The province of Drenthe and the municipalities of Aa en Hunze, Borger-Odoorn, and Tynaarlo are jointly restoring the old meanders of the Hunze in the Drenthe part of the small river. During this work, the remains of an old floodgate were found near the hamlet of De Hilte in October 2014.

In Groningen, examples of realized nature reserves include the Kropswolderbuitenpolder and the Westerbroekstermadepolder north of the Zuidlaardermeer. Additionally, on both sides of the Euvelgunnerweg, thanks in part to the late farmer Thies Dijkhuis, the Hunzezone has been established as a green area between two industrial zones, preserving the existing Hunzeloop.

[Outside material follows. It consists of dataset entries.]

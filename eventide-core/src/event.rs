//! Event envelopes and the event type registry.
//!
//! Domain events are plain serde types. The [`EventRegistry`] maps each native
//! type to a stable alias (`QuestStarted` becomes `quest_started`) and wraps
//! payloads into [`PendingEvent`]s. The stream writer later turns those into
//! durable [`Event`]s carrying id, version, sequence, timestamp and tenant.

use std::{any::TypeId, collections::HashMap, fmt, sync::RwLock};

use chrono::{DateTime, Utc};
use heck::ToSnakeCase;
use serde::{Serialize, de::DeserializeOwned};
use thiserror::Error;
use uuid::Uuid;

/// Identifier of an event stream.
///
/// Whether streams are keyed by UUID or by string is a store-wide choice (see
/// [`StreamIdentity`]); a store never mixes the two.
#[derive(Clone, Debug, PartialEq, Eq, Hash, PartialOrd, Ord)]
pub enum StreamId {
    Guid(Uuid),
    Key(String),
}

impl StreamId {
    /// `true` for the nil UUID and for blank string keys.
    #[must_use]
    pub fn is_empty(&self) -> bool {
        match self {
            Self::Guid(id) => id.is_nil(),
            Self::Key(key) => key.trim().is_empty(),
        }
    }

    /// The identity kind this identifier belongs to.
    #[must_use]
    pub const fn identity(&self) -> StreamIdentity {
        match self {
            Self::Guid(_) => StreamIdentity::AsGuid,
            Self::Key(_) => StreamIdentity::AsString,
        }
    }
}

impl fmt::Display for StreamId {
    fn fmt(&self, f: &mut fmt::Formatter<'_>) -> fmt::Result {
        match self {
            Self::Guid(id) => id.fmt(f),
            Self::Key(key) => f.write_str(key),
        }
    }
}

impl From<Uuid> for StreamId {
    fn from(id: Uuid) -> Self {
        Self::Guid(id)
    }
}

impl From<String> for StreamId {
    fn from(key: String) -> Self {
        Self::Key(key)
    }
}

impl From<&str> for StreamId {
    fn from(key: &str) -> Self {
        Self::Key(key.to_owned())
    }
}

/// Store-wide choice of stream identifier type.
#[derive(Clone, Copy, Debug, Default, PartialEq, Eq)]
pub enum StreamIdentity {
    /// Streams are identified by [`Uuid`].
    #[default]
    AsGuid,
    /// Streams are identified by an arbitrary string key.
    AsString,
}

/// Stable naming for one registered event type.
#[derive(Clone, Debug, PartialEq, Eq, Hash)]
pub struct TypeDescriptor {
    /// Persisted alias, e.g. `quest_started`.
    pub alias: String,
    /// Native type name used to resolve the payload type on read.
    pub type_name: String,
}

impl TypeDescriptor {
    #[must_use]
    pub fn of<E: ?Sized + 'static>() -> Self {
        let type_name = std::any::type_name::<E>();
        Self {
            alias: alias_for(type_name),
            type_name: type_name.to_owned(),
        }
    }
}

/// Derive the persisted alias from a native type name.
///
/// Module paths and generic arguments are dropped, the remaining PascalCase
/// identifier is converted to snake_case.
///
/// ```
/// use eventide_core::event::alias_for;
///
/// assert_eq!(alias_for("quests::events::QuestStarted"), "quest_started");
/// assert_eq!(alias_for("MembersJoined"), "members_joined");
/// ```
#[must_use]
pub fn alias_for(type_name: &str) -> String {
    let without_generics = type_name.split('<').next().unwrap_or(type_name);
    let short = without_generics
        .rsplit("::")
        .next()
        .unwrap_or(without_generics);
    short.to_snake_case()
}

/// What to do with a stored event whose native type is not registered.
#[derive(Clone, Copy, Debug, Default, PartialEq, Eq)]
pub enum UnknownEventPolicy {
    /// Drop the event from the replay and log a warning.
    #[default]
    Skip,
    /// Abort the read with [`UnknownEventType`].
    Fail,
}

/// A stored event could not be resolved to a registered type.
#[derive(Debug, Clone, PartialEq, Eq, Error)]
#[error("event at sequence {sequence} has unresolvable type `{type_name}`")]
pub struct UnknownEventType {
    pub sequence: i64,
    pub type_name: String,
}

/// A stored payload failed to deserialize into its registered type.
#[derive(Debug, Error)]
#[error("failed to decode event at sequence {sequence} as `{type_name}`: {source}")]
pub struct DecodeError {
    pub sequence: i64,
    pub type_name: String,
    #[source]
    pub source: serde_json::Error,
}

#[derive(Debug, Default)]
struct Registered {
    by_type: HashMap<TypeId, TypeDescriptor>,
    by_name: HashMap<String, TypeDescriptor>,
}

/// Registry of event types known to a store.
///
/// Registration is memoized for the lifetime of the registry: the first
/// descriptor computed for a type wins and is never evicted.
#[derive(Debug, Default)]
pub struct EventRegistry {
    inner: RwLock<Registered>,
}

impl EventRegistry {
    #[must_use]
    pub fn new() -> Self {
        Self::default()
    }

    /// Register `E`, or return its existing descriptor.
    pub fn register<E: 'static>(&self) -> TypeDescriptor {
        let type_id = TypeId::of::<E>();
        if let Some(descriptor) = self
            .inner
            .read()
            .expect("event registry lock poisoned")
            .by_type
            .get(&type_id)
        {
            return descriptor.clone();
        }

        let mut inner = self.inner.write().expect("event registry lock poisoned");
        let descriptor = inner
            .by_type
            .entry(type_id)
            .or_insert_with(TypeDescriptor::of::<E>)
            .clone();
        inner
            .by_name
            .entry(descriptor.type_name.clone())
            .or_insert_with(|| descriptor.clone());
        drop(inner);

        tracing::trace!(alias = %descriptor.alias, type_name = %descriptor.type_name, "event type registered");
        descriptor
    }

    /// Resolve a stored native type name.
    #[must_use]
    pub fn resolve(&self, type_name: &str) -> Option<TypeDescriptor> {
        self.inner
            .read()
            .expect("event registry lock poisoned")
            .by_name
            .get(type_name)
            .cloned()
    }

    #[must_use]
    pub fn is_registered(&self, type_name: &str) -> bool {
        self.inner
            .read()
            .expect("event registry lock poisoned")
            .by_name
            .contains_key(type_name)
    }

    /// Wrap a raw payload into a [`PendingEvent`], registering its type.
    ///
    /// # Errors
    ///
    /// Returns the serializer error if the payload cannot be converted to JSON.
    pub fn wrap<E>(&self, payload: E) -> Result<PendingEvent, serde_json::Error>
    where
        E: Serialize + 'static,
    {
        let descriptor = self.register::<E>();
        let data = serde_json::to_value(&payload)?;
        Ok(PendingEvent {
            id: None,
            alias: descriptor.alias,
            type_name: descriptor.type_name,
            data,
        })
    }

    /// Apply `policy` to events whose native type is not registered.
    ///
    /// # Errors
    ///
    /// Returns [`UnknownEventType`] for the first unresolvable event when the
    /// policy is [`UnknownEventPolicy::Fail`].
    pub fn screen(
        &self,
        events: Vec<Event>,
        policy: UnknownEventPolicy,
    ) -> Result<Vec<Event>, UnknownEventType> {
        let inner = self.inner.read().expect("event registry lock poisoned");
        let mut screened = Vec::with_capacity(events.len());
        for event in events {
            if inner.by_name.contains_key(&event.type_name) {
                screened.push(event);
                continue;
            }
            match policy {
                UnknownEventPolicy::Skip => {
                    tracing::warn!(
                        sequence = event.sequence,
                        type_name = %event.type_name,
                        "skipping event with unresolvable type"
                    );
                }
                UnknownEventPolicy::Fail => {
                    return Err(UnknownEventType {
                        sequence: event.sequence,
                        type_name: event.type_name,
                    });
                }
            }
        }
        Ok(screened)
    }
}

/// A wrapped payload waiting to be written by the stream writer.
#[derive(Clone, Debug, PartialEq)]
pub struct PendingEvent {
    /// Client-assigned id; a fresh v4 id is generated at commit if absent.
    pub id: Option<Uuid>,
    pub alias: String,
    pub type_name: String,
    pub data: serde_json::Value,
}

impl PendingEvent {
    #[must_use]
    pub const fn with_id(mut self, id: Uuid) -> Self {
        self.id = Some(id);
        self
    }
}

/// A durable event as stored in the `events` table.
#[derive(Clone, Debug, PartialEq)]
pub struct Event {
    /// Global, server-assigned sequence.
    pub sequence: i64,
    pub id: Uuid,
    pub stream_id: StreamId,
    /// 1-based position within the stream.
    pub version: i64,
    pub alias: String,
    pub type_name: String,
    pub data: serde_json::Value,
    pub timestamp: DateTime<Utc>,
    pub tenant_id: String,
    pub is_archived: bool,
}

impl Event {
    /// `true` if this event was written from a payload of type `E`.
    #[must_use]
    pub fn is<E: 'static>(&self) -> bool {
        self.type_name == std::any::type_name::<E>()
    }

    /// Deserialize the payload as `E`.
    ///
    /// # Errors
    ///
    /// Returns [`DecodeError`] if the payload does not match `E`.
    pub fn decode<E: DeserializeOwned>(&self) -> Result<E, DecodeError> {
        E::deserialize(&self.data).map_err(|source| DecodeError {
            sequence: self.sequence,
            type_name: self.type_name.clone(),
            source,
        })
    }
}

In 2014, Hunzevisie (Hunzevision) 2030 was presented. This plan also expressed the ambition to allow the Hunze to flow back into the Wadden Sea.

In 2023, the municipality of Groningen also presented a Hunze Vision, aligning with the desire of other parties to restore the river's connection to the Wadden Sea. Groningen envisions a series of projects spanning a total of 30 years. The intention is for anyone wishing to develop or build in the Hunze area to incorporate river restoration into their plans.

== Related names ==

- The municipality of Aa en Hunze derives its name from the two rivers that flow through the region, namely the Hunze and the Drentsche Aa.
- KGR De Hunze is the name of a civic rowing club located in the center of the city of Groningen, founded on February 19, 1886. Its full name is Koninklijke Groninger Roeivereniging De Hunze.
- De Hunze is also the name of a district in the city of Groningen that developed in the northeastern part of the city starting in 1989.
- For many years, the Hunze power station, characterized by its five pipes, stood approximately where the current FC Groningen stadium, Euroborg, is located. It was one of Groningen's iconic buildings and rivaled the Martinitoren in prominence.